Prendendo atto che tutte le forme economiche alternative al capitalismo sono fallite, non c’è dubbio, però, che il capitalismo ha creato problemi di varia natura. Dalla questione ambientale sempre più intollerabile agli stravolgimenti climatici; dalle differenze economiche sempre più ampie, tra chi è ricco e chi è povero, all’interno di uno Stato e tra regioni diverse diverse del mondo; alla mercificazione di ogni bene materiale o immateriale (dal lavoro, ai costumi ecc.), c’è la necessità di porre un freno o limiti democratici di metodo allo strapotere del mercato.

Gli anni Sessanta del secolo scorso, oltre a rappresentare la stagione keynesiana della piena occupazione, hanno rappresentato l’esperienza della programmazione economica. Ideata e sviluppata dall’elaborazione scientifica di economisti socialdemocratici come Jan Tinbergen, Ragnar Frisch, Gunnar Myrdal la programmazione doveva rappresentare «il compromesso keynesiano tra democrazia e capitalismo»[1] e prendere le distanze dalla pianificazione centralizzata dell’esperienza sovietica.

L’attualità del metodo della programmazione, ieri come oggi, sta nell’economia mista, distinta in due settori, che caratterizza i paesi capitalisti. Da un lato, il settore pubblico che fornisce beni collettivi e servizi; dall’altro, il settore privato che fornisce beni privati attraverso il mercato.

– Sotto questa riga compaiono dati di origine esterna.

//! OpenAI-compatible facade (spec C7): `/v1/chat/completions`, `/v1/completions`,
//! `/v1/models`. Validates request parameters, resolves the public model name, picks
//! an agent through the router, drives the agent through the broker state machine, and
//! renders either an SSE stream or a buffered JSON response.

use std::sync::Arc;
use std::time::Duration;

use agentbridge_core::{select_agent, BrokerState, GatewayError, RequestBroker, RequestKind, RpcMultiplexer};
use agentbridge_protocol::agent_methods::{GenerationArgs, StartModelArgs, StartModelResult};
use agentbridge_protocol::openai::{
    ChatCompletionRequest, CompletionRequest, ModelObject, ModelsListResponse,
};
use axum::body::Body;
use axum::extract::State;
use axum::http::{header, HeaderMap, StatusCode};
use axum::response::{IntoResponse, Json, Response};
use futures_util::StreamExt;
use tokio::sync::{mpsc, oneshot};
use tokio_stream::wrappers::UnboundedReceiverStream;
use uuid::Uuid;

use crate::app::AppState;
use crate::error_response::ApiError;
use crate::rate_limit::client_key;

fn authenticate(state: &AppState, headers: &HeaderMap) -> Result<(), GatewayError> {
    let Some(expected) = &state.config.api_key else {
        return Ok(());
    };
    let provided = headers
        .get(header::AUTHORIZATION)
        .and_then(|v| v.to_str().ok())
        .and_then(|v| v.strip_prefix("Bearer "));
    if provided == Some(expected.as_str()) {
        Ok(())
    } else {
        Err(GatewayError::Unauthorized)
    }
}

fn check_rate_limit(state: &AppState, headers: &HeaderMap) -> Result<(), GatewayError> {
    if state.rate_limiter.allow(&client_key(headers)) {
        Ok(())
    } else {
        Err(GatewayError::RateLimited)
    }
}

fn validate_range(value: Option<f32>, field: &str, min: f32, max: f32) -> Result<(), GatewayError> {
    match value {
        Some(v) if v < min || v > max => Err(GatewayError::InvalidRequest(format!(
            "{field} must be between {min} and {max}, got {v}"
        ))),
        _ => Ok(()),
    }
}

fn validate_n(n: Option<u32>) -> Result<(), GatewayError> {
    match n {
        Some(v) if !(1..=10).contains(&v) => {
            Err(GatewayError::InvalidRequest(format!("n must be between 1 and 10, got {v}")))
        }
        _ => Ok(()),
    }
}

pub async fn chat_completions(
    State(state): State<Arc<AppState>>,
    headers: HeaderMap,
    Json(req): Json<ChatCompletionRequest>,
) -> Response {
    match chat_completions_inner(state, &headers, req).await {
        Ok(resp) => resp,
        Err(e) => ApiError(e).into_response(),
    }
}

async fn chat_completions_inner(
    state: Arc<AppState>,
    headers: &HeaderMap,
    req: ChatCompletionRequest,
) -> Result<Response, GatewayError> {
    authenticate(&state, headers)?;
    check_rate_limit(&state, headers)?;
    validate_range(req.temperature, "temperature", 0.0, 2.0)?;
    validate_range(req.top_p, "top_p", 0.0, 1.0)?;
    validate_range(req.presence_penalty, "presence_penalty", -2.0, 2.0)?;
    validate_range(req.frequency_penalty, "frequency_penalty", -2.0, 2.0)?;
    validate_n(req.n)?;
    if req.messages.is_empty() {
        return Err(GatewayError::InvalidRequest("messages must not be empty".to_string()));
    }

    let request_id = Uuid::new_v4().to_string();
    let internal_model = state.mapper.resolve(&req.model);
    let messages = serde_json::json!(req
        .messages
        .iter()
        .map(|m| serde_json::json!({
            "role": m.role,
            "content": m.content.as_ref().map(|c| c.as_text()).unwrap_or_default(),
        }))
        .collect::<Vec<_>>());

    let args = GenerationArgs {
        request_id: request_id.clone(),
        model: internal_model.clone(),
        prompt: None,
        messages: Some(messages),
        max_tokens: req.max_tokens,
        temperature: req.temperature,
        top_p: req.top_p,
        stop: req.stop.clone(),
        stream: Some(req.stream),
        logit_bias: req.logit_bias.clone(),
        logprobs: req.logprobs,
    };

    dispatch_generation(state, request_id, internal_model, "chat", RequestKind::Chat, args, req.stream).await
}

pub async fn completions(
    State(state): State<Arc<AppState>>,
    headers: HeaderMap,
    Json(req): Json<CompletionRequest>,
) -> Response {
    match completions_inner(state, &headers, req).await {
        Ok(resp) => resp,
        Err(e) => ApiError(e).into_response(),
    }
}

async fn completions_inner(
    state: Arc<AppState>,
    headers: &HeaderMap,
    req: CompletionRequest,
) -> Result<Response, GatewayError> {
    authenticate(&state, headers)?;
    check_rate_limit(&state, headers)?;
    validate_range(req.temperature, "temperature", 0.0, 2.0)?;
    validate_range(req.top_p, "top_p", 0.0, 1.0)?;
    validate_range(req.presence_penalty, "presence_penalty", -2.0, 2.0)?;
    validate_range(req.frequency_penalty, "frequency_penalty", -2.0, 2.0)?;
    validate_n(req.n)?;
    if req.prompt.is_empty() {
        return Err(GatewayError::InvalidRequest("prompt must not be empty".to_string()));
    }

    let request_id = Uuid::new_v4().to_string();
    let internal_model = state.mapper.resolve(&req.model);
    let args = GenerationArgs {
        request_id: request_id.clone(),
        model: internal_model.clone(),
        prompt: Some(req.prompt.clone()),
        messages: None,
        max_tokens: req.max_tokens,
        temperature: req.temperature,
        top_p: req.top_p,
        stop: req.stop.clone(),
        stream: Some(req.stream),
        logit_bias: req.logit_bias.clone(),
        logprobs: req.logprobs,
    };

    dispatch_generation(state, request_id, internal_model, "completion", RequestKind::Completion, args, req.stream).await
}

/// Picks an agent, loads the model if needed, kicks off the generation call, and
/// returns either an SSE stream response or awaits the buffered assembly.
///
/// Spawns three tasks that race to produce the broker's single terminal event (spec
/// §4.6/§5): the generation task itself, a deadline watchdog, and (streaming only) a
/// client-disconnect watcher. Whichever fires first wins; `RequestBroker`'s terminal
/// flag makes every later one a no-op.
async fn dispatch_generation(
    state: Arc<AppState>,
    request_id: String,
    internal_model: String,
    method: &'static str,
    kind: RequestKind,
    args: GenerationArgs,
    stream: bool,
) -> Result<Response, GatewayError> {
    let agents = state.registry.list();
    let selected = select_agent(&agents, &internal_model)
        .ok_or_else(|| GatewayError::NoAgentAvailable(internal_model.clone()))?;
    let agent_id = selected.id.clone();
    let already_loaded = selected.loaded_models.contains(&internal_model);

    let mux = state
        .mux_table
        .get(&agent_id)
        .map(|kv| kv.value().clone())
        .ok_or(GatewayError::AgentDisconnected)?;

    state.registry.increment_pending(&agent_id);
    state.registry.bind_request(request_id.clone(), agent_id.clone());

    let deadline = Duration::from_millis(state.config.broker_deadline_ms);

    if stream {
        let (tx, rx) = mpsc::unbounded_channel::<String>();
        let broker = Arc::new(RequestBroker::new_streaming(
            request_id.clone(),
            agent_id.clone(),
            internal_model.clone(),
            kind,
            state.registry.clone(),
            tx.clone(),
        ));
        state.brokers.insert(request_id.clone(), broker.clone());
        spawn_generation_task(
            state.clone(),
            broker.clone(),
            mux.clone(),
            agent_id.clone(),
            already_loaded,
            internal_model.clone(),
            method,
            args,
            deadline,
            request_id.clone(),
        );
        spawn_deadline_watchdog(state.clone(), broker.clone(), mux.clone(), request_id.clone(), deadline);
        spawn_disconnect_watcher(state.clone(), broker.clone(), mux, request_id.clone(), tx);
        let body = Body::from_stream(UnboundedReceiverStream::new(rx).map(|line| Ok::<_, std::io::Error>(line)));
        return Ok(Response::builder()
            .status(StatusCode::OK)
            .header(header::CONTENT_TYPE, "text/event-stream")
            .header(header::CACHE_CONTROL, "no-cache")
            .header(header::CONNECTION, "keep-alive")
            .header("x-request-id", request_id)
            .body(body)
            .unwrap());
    }

    let (tx, rx) = oneshot::channel();
    let broker = Arc::new(RequestBroker::new_buffered(
        request_id.clone(),
        agent_id.clone(),
        internal_model.clone(),
        kind,
        state.registry.clone(),
        tx,
    ));
    state.brokers.insert(request_id.clone(), broker.clone());
    spawn_generation_task(
        state.clone(),
        broker.clone(),
        mux.clone(),
        agent_id.clone(),
        already_loaded,
        internal_model.clone(),
        method,
        args,
        deadline,
        request_id.clone(),
    );
    spawn_deadline_watchdog(state.clone(), broker, mux, request_id.clone(), deadline);
    let result = rx.await.map_err(|_| GatewayError::AgentDisconnected).and_then(|r| r);
    state.brokers.remove(&request_id);
    let result = result?;
    let mut response = Json(result).into_response();
    response.headers_mut().insert("x-request-id", request_id.parse().unwrap());
    Ok(response)
}

#[allow(clippy::too_many_arguments)]
fn spawn_generation_task(
    state: Arc<AppState>,
    broker: Arc<RequestBroker>,
    mux: Arc<RpcMultiplexer>,
    agent_id: String,
    already_loaded: bool,
    model: String,
    method: &'static str,
    args: GenerationArgs,
    deadline: Duration,
    request_id: String,
) {
    tokio::spawn(async move {
        if !already_loaded {
            broker.transition(BrokerState::Loading);
            let start_args = serde_json::to_value(StartModelArgs { model: model.clone() }).unwrap_or_default();
            match mux.call("startModel", start_args, deadline).await {
                Ok(value) => match serde_json::from_value::<StartModelResult>(value) {
                    Ok(result) => {
                        for loaded in &result.models {
                            state.registry.add_loaded(&agent_id, loaded);
                        }
                    }
                    Err(e) => {
                        broker.fail(GatewayError::ModelLoadFailed(e.to_string()));
                        state.brokers.remove(&request_id);
                        return;
                    }
                },
                Err(e) => {
                    broker.fail(GatewayError::ModelLoadFailed(e.to_string()));
                    state.brokers.remove(&request_id);
                    return;
                }
            }
        }
        broker.transition(BrokerState::Invoked);
        let call_args = serde_json::to_value(&args).unwrap_or_default();
        if let Err(e) = mux.call(method, call_args, deadline).await {
            broker.fail(e);
            state.brokers.remove(&request_id);
        }
    });
}

/// Fails the broker with `timeout` and best-effort notifies the agent to abort
/// generation once `deadline` elapses without a terminal event (spec §4.6 timeout).
/// Also removes the broker from the process-wide stream table so a timed-out request
/// doesn't leave its `call_id` entry behind (spec §4.3 testable property P7).
fn spawn_deadline_watchdog(
    state: Arc<AppState>,
    broker: Arc<RequestBroker>,
    mux: Arc<RpcMultiplexer>,
    request_id: String,
    deadline: Duration,
) {
    tokio::spawn(async move {
        tokio::time::sleep(deadline).await;
        if matches!(broker.state(), BrokerState::Finalised | BrokerState::Failed) {
            return;
        }
        broker.fail(GatewayError::AgentTimeout);
        state.brokers.remove(&request_id);
        let _ = mux.notify("cancel", serde_json::json!({ "request_id": request_id }));
    });
}

/// Detects an HTTP client disconnect (the SSE body's receiver is dropped) and fails
/// the broker with `client_cancelled`, notifying the agent to abort (spec §4.6/§5
/// cancellation). Also removes the broker from the stream table, same as the deadline
/// watchdog, so a cancelled stream doesn't leak its entry either.
fn spawn_disconnect_watcher(
    state: Arc<AppState>,
    broker: Arc<RequestBroker>,
    mux: Arc<RpcMultiplexer>,
    request_id: String,
    tx: mpsc::UnboundedSender<String>,
) {
    tokio::spawn(async move {
        tx.closed().await;
        if matches!(broker.state(), BrokerState::Finalised | BrokerState::Failed) {
            return;
        }
        broker.fail(GatewayError::ClientCancelled);
        state.brokers.remove(&request_id);
        let _ = mux.notify("cancel", serde_json::json!({ "request_id": request_id }));
    });
}

pub async fn list_models(State(state): State<Arc<AppState>>) -> Json<ModelsListResponse> {
    let mut seen = std::collections::HashSet::new();
    let mut models = Vec::new();
    for agent in state.registry.list() {
        for internal in agent.installed_models {
            let public_name = state.mapper.internal_to_public(&internal);
            if seen.insert(public_name.clone()) {
                models.push(ModelObject::new(public_name));
            }
        }
    }
    Json(ModelsListResponse::new(models))
}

Stato e mercato, libertà economica e programmazione non sono in contraddizione o contrapposizione; anzi, «lo scopo di questa esperienza è l’aggiustamento reciproco di questi due settori. Mercato e settore pubblico possono essere armonizzati e resi complementari, realizzando i due obiettivi della crescita e di una equilibrata allocazione ed equa distribuzione delle risorse»[2].

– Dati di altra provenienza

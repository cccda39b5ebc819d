//! Agent WebSocket connection lifecycle (spec C1): upgrade, registration, the frame
//! recv loop, and cleanup on disconnect.
//!
//! Grounded on this codebase's own `handle_socket`/`send_response` pattern: a plain
//! `while let Some(res) = socket.recv().await` loop, except agents speak the RPC frame
//! envelope instead of the tagged client/server request protocol, and the socket is
//! split so outbound frames (calls, notifies, replies) can be queued from other tasks
//! (the OpenAI facade handlers) via an mpsc channel rather than writing inline.

use std::collections::HashSet;
use std::sync::Arc;

use agentbridge_core::transport::OutboundMessage;
use agentbridge_core::{AgentHandle, GatewayError, RpcMultiplexer};
use agentbridge_protocol::{agent_methods::ReceiveCompletionArgs, AgentErrorArgs, Frame, RpcError};
use axum::extract::ws::{CloseFrame, Message, WebSocket, WebSocketUpgrade};
use axum::extract::State;
use axum::http::{HeaderMap, StatusCode};
use axum::response::{IntoResponse, Response};
use chrono::Utc;
use futures_util::{SinkExt, StreamExt};
use tokio::sync::mpsc;

use crate::app::AppState;

pub async fn ws_handler(
    ws: WebSocketUpgrade,
    headers: HeaderMap,
    State(state): State<Arc<AppState>>,
) -> Response {
    let agent_id = match headers.get("agent-id").and_then(|v| v.to_str().ok()) {
        Some(id) if !id.is_empty() => id.to_string(),
        _ => return ws.on_upgrade(close_with_policy_violation),
    };
    let agent_name = match headers.get("agent-name").and_then(|v| v.to_str().ok()) {
        Some(name) if !name.is_empty() => name.to_string(),
        _ => return ws.on_upgrade(close_with_policy_violation),
    };
    let installed_models: HashSet<String> = headers
        .get("agent-installed-models")
        .and_then(|v| v.to_str().ok())
        .map(|v| v.split(',').map(|m| m.trim().to_string()).filter(|m| !m.is_empty()).collect())
        .unwrap_or_default();

    if let Some(secret) = &state.config.agent_secret_key {
        let provided = headers
            .get(axum::http::header::AUTHORIZATION)
            .and_then(|v| v.to_str().ok())
            .and_then(|v| v.strip_prefix("Bearer "));
        if provided != Some(secret.as_str()) {
            return (StatusCode::UNAUTHORIZED, "invalid agent secret").into_response();
        }
    }

    ws.on_upgrade(move |socket| handle_agent_socket(socket, state, agent_id, agent_name, installed_models))
}

/// Missing `agent-id`/`agent-name` headers (spec §4.1). The handshake already upgraded
/// to a WebSocket by the time headers are validated, so rejection is a close frame
/// rather than an HTTP status.
async fn close_with_policy_violation(mut socket: WebSocket) {
    let _ = socket
        .send(Message::Close(Some(CloseFrame {
            code: 1008,
            reason: "policy_violation".into(),
        })))
        .await;
}

async fn handle_agent_socket(
    socket: WebSocket,
    state: Arc<AppState>,
    agent_id: String,
    agent_name: String,
    installed_models: HashSet<String>,
) {
    let (mut ws_tx, mut ws_rx) = socket.split();
    let (tx, mut outbound_rx) = mpsc::unbounded_channel::<OutboundMessage>();
    let handle = AgentHandle::new(tx);

    if let Err(e) = state
        .registry
        .register(agent_id.clone(), agent_name.clone(), installed_models, handle.clone())
    {
        tracing::warn!(agent_id = %agent_id, error = %e, "rejecting agent connection");
        let _ = ws_tx
            .send(Message::Close(Some(CloseFrame {
                code: 1008,
                reason: "policy_violation".into(),
            })))
            .await;
        return;
    }
    tracing::info!(agent_id = %agent_id, agent_name = %agent_name, "agent connected");
    let _ = state.store.upsert_agent(agent_id.clone(), agent_name.clone(), Utc::now()).await;

    let mux = Arc::new(RpcMultiplexer::new(handle));
    state.mux_table.insert(agent_id.clone(), mux.clone());

    let send_task = tokio::spawn(async move {
        while let Some(msg) = outbound_rx.recv().await {
            match msg {
                OutboundMessage::Frame(frame) => {
                    let json = match serde_json::to_string(&frame) {
                        Ok(j) => j,
                        Err(e) => {
                            tracing::error!(error = %e, "failed to serialize outbound frame");
                            continue;
                        }
                    };
                    if ws_tx.send(Message::Text(json)).await.is_err() {
                        break;
                    }
                }
                OutboundMessage::Close => {
                    let _ = ws_tx
                        .send(Message::Close(Some(CloseFrame {
                            code: 1000,
                            reason: "server_shutdown".into(),
                        })))
                        .await;
                    break;
                }
            }
        }
    });

    while let Some(res) = ws_rx.next().await {
        let msg = match res {
            Ok(m) => m,
            Err(e) => {
                tracing::warn!(agent_id = %agent_id, error = %e, "read error, closing connection");
                break;
            }
        };
        let text = match msg {
            Message::Text(t) => t,
            Message::Binary(b) => String::from_utf8_lossy(&b).into_owned(),
            Message::Close(_) => break,
            _ => continue,
        };
        let frame: Frame = match serde_json::from_str(&text) {
            Ok(f) => f,
            Err(e) => {
                tracing::warn!(agent_id = %agent_id, error = %e, "malformed frame, dropping");
                continue;
            }
        };
        handle_inbound_frame(&state, &mux, &agent_id, frame).await;
    }

    tracing::info!(agent_id = %agent_id, "agent disconnected");
    send_task.abort();
    state.mux_table.remove(&agent_id);
    mux.fail_all(RpcError::new("agent disconnected"));
    let orphaned_requests = state.registry.remove(&agent_id);
    for request_id in orphaned_requests {
        if let Some((_, broker)) = state.brokers.remove(&request_id) {
            broker.fail(GatewayError::AgentDisconnected);
        }
    }
}

async fn handle_inbound_frame(state: &Arc<AppState>, mux: &Arc<RpcMultiplexer>, agent_id: &str, frame: Frame) {
    match frame {
        Frame::Result { id, value } => {
            mux.complete(id, Ok(value));
        }
        Frame::Error { id, error } => {
            mux.complete(id, Err(error));
        }
        Frame::Notify { method, args, .. } => handle_notify(state, agent_id, &method, args).await,
        Frame::Call { id, method, .. } => {
            if let Some(handle) = state.registry.handle(agent_id) {
                let _ = handle.send(Frame::error(id, RpcError::new(format!("unsupported method: {method}"))));
            }
        }
    }
}

async fn handle_notify(state: &Arc<AppState>, agent_id: &str, method: &str, args: serde_json::Value) {
    state.registry.touch(agent_id);
    match method {
        "receiveCompletion" => {
            let args: ReceiveCompletionArgs = match serde_json::from_value(args) {
                Ok(a) => a,
                Err(e) => {
                    tracing::warn!(agent_id, error = %e, "malformed receiveCompletion notify");
                    return;
                }
            };
            let Some(broker) = state.brokers.get(&args.request_id).map(|kv| kv.value().clone()) else {
                tracing::warn!(agent_id, request_id = %args.request_id, "receiveCompletion for unknown request");
                return;
            };
            if args.is_done() {
                broker.finish();
                state.brokers.remove(&args.request_id);
            } else {
                broker.push_chunk(args.data);
            }
        }
        "agentError" => {
            let args: AgentErrorArgs = match serde_json::from_value(args) {
                Ok(a) => a,
                Err(e) => {
                    tracing::warn!(agent_id, error = %e, "malformed agentError notify");
                    return;
                }
            };
            // agentError does not name the request explicitly in all agent implementations,
            // so it is only actionable when it happens to match a still-pending broker; the
            // gateway still logs it either way for operator visibility.
            tracing::warn!(agent_id, error = %args.error, "agent reported an error");
        }
        other => {
            tracing::warn!(agent_id, method = other, "unrecognized notify method, ignoring");
        }
    }
}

Avendo carattere normativo, nella pratica, la programmazione si traduce nel stabilire come e in che modo lo Stato, controllando il 50% delle risorse, «può orientare lo sviluppo dell’intera economia nazionale verso la realizzazione di obiettivi economici e sociali prioritari, rispettando l’equilibrio tra i due settori e le loro logiche di funzionamento»[3]. Realizzare obiettivi socio-economici, quindi, è lo scopo della programmazione. Il piano assume un carattere democratico in quanto pianifica una serie di obiettivi gerarchicamente ordinati e coerenti tra loro. Le priorità sono espresse socialmente attraverso la concertazione tra le parti sociali e votate dai rappresentanti eletti.

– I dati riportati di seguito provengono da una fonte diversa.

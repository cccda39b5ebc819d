//! Router (spec C5): pure, deterministic agent selection. No I/O, no shared state beyond
//! the snapshot it's handed — easy to unit test exhaustively.

use crate::registry::AgentSnapshot;

/// Picks the best agent to serve `model` out of `agents`, or `None` if no connected
/// agent has it installed.
///
/// Candidates are agents with `model` in `installed_models`, ranked by:
/// 1. fewest `pending_requests` (load balancing)
/// 2. already has `model` loaded (avoids a `loadModel` round trip)
/// 3. agent id, ascending (deterministic tie-break)
pub fn select_agent<'a>(agents: &'a [AgentSnapshot], model: &str) -> Option<&'a AgentSnapshot> {
    agents
        .iter()
        .filter(|a| a.installed_models.contains(model))
        .min_by(|a, b| {
            let loaded_rank = |a: &AgentSnapshot| if a.loaded_models.contains(model) { 0 } else { 1 };
            a.pending_requests
                .cmp(&b.pending_requests)
                .then(loaded_rank(a).cmp(&loaded_rank(b)))
                .then(a.id.cmp(&b.id))
        })
}

#[cfg(test)]
mod tests {
    use super::*;
    use chrono::Utc;
    use std::collections::HashSet;

    fn agent(id: &str, installed: &[&str], loaded: &[&str], pending: usize) -> AgentSnapshot {
        AgentSnapshot {
            id: id.to_string(),
            name: id.to_string(),
            installed_models: installed.iter().map(|s| s.to_string()).collect::<HashSet<_>>(),
            loaded_models: loaded.iter().map(|s| s.to_string()).collect::<HashSet<_>>(),
            pending_requests: pending,
            first_seen: Utc::now(),
            last_seen: Utc::now(),
        }
    }

    #[test]
    fn no_agent_has_model_returns_none() {
        let agents = vec![agent("a1", &["other"], &[], 0)];
        assert!(select_agent(&agents, "m1").is_none());
    }

    #[test]
    fn prefers_fewest_pending_requests() {
        let agents = vec![agent("a1", &["m1"], &[], 3), agent("a2", &["m1"], &[], 1)];
        assert_eq!(select_agent(&agents, "m1").unwrap().id, "a2");
    }

    #[test]
    fn ties_on_pending_prefer_already_loaded() {
        let agents = vec![agent("a1", &["m1"], &[], 1), agent("a2", &["m1"], &["m1"], 1)];
        assert_eq!(select_agent(&agents, "m1").unwrap().id, "a2");
    }

    #[test]
    fn full_tie_breaks_on_id() {
        let agents = vec![agent("b", &["m1"], &[], 0), agent("a", &["m1"], &[], 0)];
        assert_eq!(select_agent(&agents, "m1").unwrap().id, "a");
    }

    #[test]
    fn selection_is_deterministic_regardless_of_input_order() {
        let mut agents = vec![
            agent("a1", &["m1"], &[], 2),
            agent("a2", &["m1"], &["m1"], 2),
            agent("a3", &["m1"], &[], 0),
        ];
        let first = select_agent(&agents, "m1").unwrap().id.clone();
        agents.reverse();
        let second = select_agent(&agents, "m1").unwrap().id.clone();
        assert_eq!(first, second);
        assert_eq!(first, "a3");
    }
}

La finanza pubblica diviene, quindi, lo strumento principale attraverso cui lo Stato può influenzare indirettamente e indirizzare il resto dell’economia. E lo fa tramite le interdipendenze che costituiscono un’economia complessa come quella odierna. Così, attraverso tecniche economiche è possibile costruire un modello matematico che collega le variabili dell’economia.

Se certe variabili del modello (per esempio, il tasso di crescita, l’occupazione, il saldo della bilancia dei pagamenti) sono fissate a priori come obiettivi, è possibile – sempre che il numero delle incognite non superi quello delle equazioni – determinare, attraverso la soluzione del modello, il valore delle variabili strumentali (per esempio, la spesa pubblica, il costo del lavoro, il tasso di cambio). Sarà allora sufficiente, per lo Stato, manovrare le sue politiche in modo che le variabili strumentali assumano i valori richiesti dal modello, per ottenere gli obiettivi desiderati[4].

Per influenzare le variabili strumentali lo Stato può intervenire direttamente attraverso leggi o comandi diretti, oppure indirettamente con la persuasione, l’incentivazione o la contrattazione.

Per essere produttiva di risultati reali la programmazione deve legarsi a un’idea di società, a una “visione del mondo” precisa e chiara nella mente dei programmatori trascendendo sia il mercato che l’economia. Ovvero, lo scopo non è il “mito della crescita” fine a se stesso ma porre limiti, regole e obiettivi alla crescita economica attraverso la volontà politica. E, ancora, lo scopo non è quello di aumentare la spesa pubblica per risolvere tutto (come avviene oggi provocando storture economiche come inflazione o burocratizzazione) ma quello di ridare capacità politica allo Stato, oggi dispersa nella burocratizzazione, nel debito pubblico e nell’inflazione, «condensandola in un’area ristretta di competenze e di poteri: in un sistema centrale di pianificazione»[5].


[1]                 Ruffolo G. (1985), La qualità sociale. Le vie dello sviluppo, Roma-Bari, Laterza. p.253.

[2]                 Ruffolo G. (1985), Ivi p.255.

[3]                 Ruffolo G. (1985), Ivi p.256.

[4]                 Ruffolo G. (1985), Ivi p.257.

[5]                 Ruffolo G. (1985), Ivi p.261.